The possibility offered by 3D techniques to simulate the final result of the operation before performing it are also applicable to the treatment of hypertelorism. The images that we show of 3D reconstructions and preoperative studies refer to the case of a patient suffering from hypertelorism that had already undergone surgery in the past for the correction of a right anterior plagiocephaly. The patient presented with an important dysmorphism of the craniofacial region (Figure 1).
The cephalometric study based on the anatomical landmarks around the orbits showed important asymmetries even greater than 2 mm. The analysis of the asymmetry measurements made considering the anatomical landmarks of the left orbit compared to the corresponding ones of the right orbit allowed a much more precise diagnosis of the geometry of the patient’s skull (Figures 2 – 4).
Depending on the plane of view considered, it is possible to establish the exact geometric condition of the orbits in terms of symmetry.
Direction perpendicular to the median sagittal plane (Figure 2): The left orbit is shifted laterally with respect to the right orbit.
Direction perpendicular to the transverse plane (Figura 3): The topmost points of the left orbit are up to 5 mm lower than the corresponding points of the right orbit.
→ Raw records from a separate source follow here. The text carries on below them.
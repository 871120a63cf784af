//! HTTP GET capability
//!
//! The fetchers only need "send GET to URL, receive status + body". That
//! capability is expressed as the [`HttpGet`] trait so the network can be swapped
//! out for canned responses in tests.

use async_trait::async_trait;
use reqwest::header::ACCEPT;
use reqwest::Client;
use url::Url;

use super::FetchError;

/// A completed HTTP exchange
#[derive(Debug, Clone, PartialEq, Eq)]
pub struct HttpResponse {
    /// Numeric HTTP status code
    pub status: u16,
    /// Reason phrase for the status, empty if unknown
    pub reason: String,
    /// Raw response body
    pub body: String,
}

impl HttpResponse {
    /// Whether the status is in the 2xx range
    pub fn is_success(&self) -> bool {
        (200..300).contains(&self.status)
    }
}

/// Sends a GET request and returns the raw response
#[async_trait]
pub trait HttpGet: Send + Sync {
    /// Performs the request
    ///
    /// Only failures to complete the exchange are errors here; a response with a
    /// failure status is still `Ok`.
    async fn get(&self, url: &Url) -> Result<HttpResponse, FetchError>;
}

/// [`HttpGet`] backed by a `reqwest` client
#[derive(Debug, Clone, Default)]
pub struct ReqwestTransport {
    client: Client,
}

impl ReqwestTransport {
    /// Create a new transport with default client settings
    pub fn new() -> Self {
        Self::default()
    }

    /// Create a new transport with a custom HTTP client
    pub fn with_client(client: Client) -> Self {
        Self { client }
    }
}

#[async_trait]
impl HttpGet for ReqwestTransport {
    async fn get(&self, url: &Url) -> Result<HttpResponse, FetchError> {
        let response = self
            .client
            .get(url.clone())
            .header(ACCEPT, "application/json")
            .send()
            .await
            .map_err(|e| FetchError::transport(url.as_str(), e))?;

        let status = response.status();
        let body = response
            .text()
            .await
            .map_err(|e| FetchError::transport(url.as_str(), e))?;

        Ok(HttpResponse {
            status: status.as_u16(),
            reason: status.canonical_reason().unwrap_or_default().to_string(),
            body,
        })
    }
}

/// In-memory transport serving canned responses, for unit tests
#[cfg(test)]
pub(crate) mod fake {
    use super::*;
    use crate::data::{Record, UrlBuilder};
    use serde_json::{json, Value};
    use std::collections::HashMap;
    use std::sync::Mutex;

    #[derive(Debug, Default)]
    pub(crate) struct FakeTransport {
        responses: Mutex<HashMap<String, HttpResponse>>,
        requests: Mutex<Vec<String>>,
    }

    impl FakeTransport {
        pub(crate) fn new() -> Self {
            Self::default()
        }

        pub(crate) fn set_json(&self, url: &str, body: Value) {
            self.set_raw(url, 200, body.to_string());
        }

        pub(crate) fn set_raw(&self, url: &str, status: u16, body: impl Into<String>) {
            let reason = match status {
                200 => "OK",
                404 => "Not Found",
                500 => "Internal Server Error",
                _ => "",
            };
            self.responses.lock().unwrap().insert(
                url.to_string(),
                HttpResponse {
                    status,
                    reason: reason.to_string(),
                    body: body.into(),
                },
            );
        }

        /// Serves `pages` as a paginated collection under `path`.
        ///
        /// Page 1 lives at the bare path, page `k` at `?page=k`, and every page
        /// but the last links to its successor through `next`.
        pub(crate) fn set_collection(&self, urls: &UrlBuilder, path: &str, pages: &[Vec<Record>]) {
            let count: usize = pages.iter().map(Vec::len).sum();
            for (index, results) in pages.iter().enumerate() {
                let page_no = index as u64 + 1;
                let url = if page_no == 1 {
                    urls.url(path).unwrap()
                } else {
                    urls.page_url(path, page_no).unwrap()
                };
                let next = if index + 1 < pages.len() {
                    Value::String(urls.page_url(path, page_no + 1).unwrap().to_string())
                } else {
                    Value::Null
                };
                self.set_json(
                    url.as_str(),
                    json!({
                        "count": count,
                        "next": next,
                        "previous": null,
                        "results": results,
                    }),
                );
            }
        }

        pub(crate) fn requests(&self) -> Vec<String> {
            self.requests.lock().unwrap().clone()
        }

        pub(crate) fn request_count(&self) -> usize {
            self.requests.lock().unwrap().len()
        }
    }

    #[async_trait]
    impl HttpGet for FakeTransport {
        async fn get(&self, url: &Url) -> Result<HttpResponse, FetchError> {
            // Give concurrent callers a chance to interleave
            tokio::task::yield_now().await;

            self.requests.lock().unwrap().push(url.to_string());
            let canned = self.responses.lock().unwrap().get(url.as_str()).cloned();
            Ok(canned.unwrap_or_else(|| HttpResponse {
                status: 404,
                reason: "Not Found".to_string(),
                body: r#"{"detail":"Not found"}"#.to_string(),
            }))
        }
    }
}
The lower points of the right orbit are on the same horizontal line.
Direction perpendicular to the frontal plane (Figure 4): all the anatomical landmarks of the left orbit are shifted quite forward than those of the right orbit (difference greater than 2 mm).
The results of the cephalometric analysis made it possible to define the displacements for symmetrical repositioning of the orbits. These displacements are very complex, involving translations and rotations in space of very different entities.
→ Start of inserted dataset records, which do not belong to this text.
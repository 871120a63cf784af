//! Errors raised while retrieving pages from the remote API

use std::sync::Arc;
use thiserror::Error;

/// Errors that can occur when fetching pages or records
///
/// The error is `Clone` so that a single failed in-flight fetch can be handed to
/// every caller waiting on it; underlying sources are therefore held in `Arc`s.
#[derive(Debug, Clone, Error)]
pub enum FetchError {
    /// The request could not be completed (connection, DNS, TLS, ...)
    #[error("HTTP request to {url} failed: {source}")]
    Transport {
        url: String,
        #[source]
        source: Arc<dyn std::error::Error + Send + Sync>,
    },

    /// The server answered with a non-success status
    #[error("request to {url} failed with status {status} {reason}")]
    HttpStatus {
        url: String,
        status: u16,
        reason: String,
    },

    /// The response body was not the JSON shape we expected
    #[error("Failed to parse JSON response from {url}: {source}")]
    MalformedResponse {
        url: String,
        #[source]
        source: Arc<serde_json::Error>,
    },

    /// A URL could not be built or a next-page cursor could not be parsed
    #[error("Invalid URL '{url}': {source}")]
    InvalidUrl {
        url: String,
        #[source]
        source: url::ParseError,
    },
}

impl FetchError {
    /// Wraps any transport-level error for the given URL
    pub fn transport<E>(url: impl Into<String>, source: E) -> Self
    where
        E: std::error::Error + Send + Sync + 'static,
    {
        FetchError::Transport {
            url: url.into(),
            source: Arc::new(source),
        }
    }

    /// The HTTP status code, if the server answered with a failure status
    pub fn status(&self) -> Option<u16> {
        match self {
            FetchError::HttpStatus { status, .. } => Some(*status),
            _ => None,
        }
    }
}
Given the complexity of the case and the strong measured asymmetries, the necessary osteotomies and the subsequent repositioning of the orbits were therefore simulated pre-operatively (Figure 5). Patient-specific templates were then designed to guide the osteotomies and the subsequent symmetrical positioning of the bone segments. This allows a result as close as possible to that simulated to be obtained, minimizing asymmetries and maximizing both aesthetic and functional results.